I was taught that Christ, as the second person of the Trinity, was fully human and yet fully God, and that those natures cannot be separated.

I was also taught that we are both physical creatures and spiritual creatures, and that those natures cannot be separated.

So is it fair to say that Christ's divinity is analogous to our soul? Or am I treading into hearsay?

Also, where was Jesus' human part before He was born?

Thanks.

Well, the problem here is time. You are assuming Jesus in whatever nature is limited by time. In fact you are making the same assumption about us. To God, time is irrelevant. Think about reading a book. In the book there is a sequence of events that simulate a "time line." For you however, it doesn't matter if you stop reading the book for a week because when you pick up where you left off its the same "time" in the book. The reason is that you exist outside the timeline of events in the book. You can just as easily "go back to the beginning" as you could "fast forward to the end." You could read the end before the beginning and vice versa.
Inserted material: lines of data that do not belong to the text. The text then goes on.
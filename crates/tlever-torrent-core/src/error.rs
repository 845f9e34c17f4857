//! Error types for daemon session calls.

use thiserror::Error;

/// Primary error type surfaced by `DaemonSession` implementations.
#[derive(Debug, Error)]
pub enum DaemonError {
    /// The daemon rejected the configured credentials.
    #[error("daemon authentication failed")]
    Unauthorized,
    /// The daemon could not be reached at all.
    #[error("daemon unreachable")]
    Unreachable {
        /// Endpoint that was contacted.
        endpoint: String,
        /// Human-readable detail from the transport.
        detail: String,
    },
    /// A request reached the daemon but the exchange failed mid-flight.
    #[error("daemon transport failure")]
    Transport {
        /// RPC method being invoked.
        method: &'static str,
        /// Human-readable detail from the transport.
        detail: String,
    },
    /// The requested torrent does not exist in the daemon.
    #[error("torrent not found")]
    NotFound {
        /// Hash that was requested.
        hash: String,
    },
    /// The daemon answered with a non-success result string.
    #[error("daemon rejected request")]
    Rpc {
        /// RPC method being invoked.
        method: &'static str,
        /// Result string returned by the daemon.
        result: String,
    },
    /// The daemon response could not be decoded.
    #[error("daemon response could not be decoded")]
    Decode {
        /// RPC method being invoked.
        method: &'static str,
        /// Human-readable decode detail.
        detail: String,
    },
}

impl DaemonError {
    /// Whether the failure means no further daemon call can succeed, so a
    /// batch must stop rather than continue with the next torrent.
    #[must_use]
    pub const fn is_fatal(&self) -> bool {
        matches!(self, Self::Unauthorized | Self::Unreachable { .. })
    }

    /// Human-readable detail including the context fields.
    #[must_use]
    pub fn detail(&self) -> String {
        match self {
            Self::Unauthorized => self.to_string(),
            Self::Unreachable { endpoint, detail } => format!("{self} ({endpoint}): {detail}"),
            Self::Transport { method, detail } | Self::Decode { method, detail } => {
                format!("{self} ({method}): {detail}")
            }
            Self::NotFound { hash } => format!("{self}: {hash}"),
            Self::Rpc { method, result } => format!("{self} ({method}): {result}"),
        }
    }
}

/// Convenience alias for daemon call results.
pub type DaemonResult<T> = Result<T, DaemonError>;

#[cfg(test)]
mod tests {
    use super::*;

    #[test]
    fn fatal_errors_cover_auth_and_connectivity() {
        assert!(DaemonError::Unauthorized.is_fatal());
        assert!(
            DaemonError::Unreachable {
                endpoint: "http://127.0.0.1:9091".into(),
                detail: "connection refused".into(),
            }
            .is_fatal()
        );
        assert!(
            !DaemonError::NotFound {
                hash: "abc".into()
            }
            .is_fatal()
        );
        assert!(
            !DaemonError::Transport {
                method: "torrent-set",
                detail: "reset".into(),
            }
            .is_fatal()
        );
    }

    #[test]
    fn detail_includes_context() {
        let err = DaemonError::Rpc {
            method: "torrent-set",
            result: "invalid argument".into(),
        };
        let detail = err.detail();
        assert!(detail.contains("torrent-set"));
        assert!(detail.contains("invalid argument"));
    }
}
//! Session trait implemented by daemon transports.

use async_trait::async_trait;

use crate::error::DaemonResult;
use crate::model::{SessionInfo, TorrentChange, TorrentSnapshot};

/// Narrow view of a remote torrent daemon used by the reconciliation core.
///
/// Every call is one round-trip. Implementations own retries, timeouts and
/// authentication; callers never assume a failed call applied anything.
#[async_trait]
pub trait DaemonSession: Send + Sync {
    /// Fetch a single torrent by hash.
    async fn get_torrent(&self, hash: &str) -> DaemonResult<TorrentSnapshot>;

    /// Fetch every torrent known to the daemon.
    async fn get_torrents(&self) -> DaemonResult<Vec<TorrentSnapshot>>;

    /// Write the populated fields of `change` to every torrent in `ids`.
    async fn change_torrent(&self, ids: &[String], change: TorrentChange) -> DaemonResult<()>;

    /// Relocate torrent data to `location`, moving files on disk.
    async fn move_torrent_data(&self, ids: &[String], location: &str) -> DaemonResult<()>;

    /// Resume the given torrents.
    async fn start_torrent(&self, ids: &[String]) -> DaemonResult<()>;

    /// Fetch daemon-wide session values.
    async fn get_session(&self) -> DaemonResult<SessionInfo>;
}

#[cfg(test)]
mod tests {
    use super::*;
    use crate::error::DaemonError;
    use async_trait::async_trait;

    struct OfflineDaemon;

    #[async_trait]
    impl DaemonSession for OfflineDaemon {
        async fn get_torrent(&self, hash: &str) -> DaemonResult<TorrentSnapshot> {
            Err(DaemonError::NotFound {
                hash: hash.to_string(),
            })
        }

        async fn get_torrents(&self) -> DaemonResult<Vec<TorrentSnapshot>> {
            Ok(Vec::new())
        }

        async fn change_torrent(&self, _ids: &[String], _change: TorrentChange) -> DaemonResult<()> {
            Err(DaemonError::Unauthorized)
        }

        async fn move_torrent_data(&self, _ids: &[String], _location: &str) -> DaemonResult<()> {
            Err(DaemonError::Unauthorized)
        }

        async fn start_torrent(&self, _ids: &[String]) -> DaemonResult<()> {
            Err(DaemonError::Unauthorized)
        }

        async fn get_session(&self) -> DaemonResult<SessionInfo> {
            Ok(SessionInfo::default())
        }
    }

    #[tokio::test]
    async fn trait_is_object_safe_and_callable() -> anyhow::Result<()> {
        let daemon: Box<dyn DaemonSession> = Box::new(OfflineDaemon);
        assert!(daemon.get_torrents().await?.is_empty());
        assert!(matches!(
            daemon.get_torrent("abc").await,
            Err(DaemonError::NotFound { .. })
        ));
        let err = daemon
            .start_torrent(&["abc".to_string()])
            .await
            .expect_err("offline daemon rejects writes");
        assert!(err.is_fatal());
        Ok(())
    }
}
Our limited human thinking leads us to think that our timeline is the defacto standard when it all reality it is not from God's perspective. God can be thought of as reading our story much like we read book. His reading it makes it real.....and everlasting. Of coarse He is also the Author. He gave Jesus a human form from the start based on how He wanted things to go, but we just didn't get to see It until He revealed it to us.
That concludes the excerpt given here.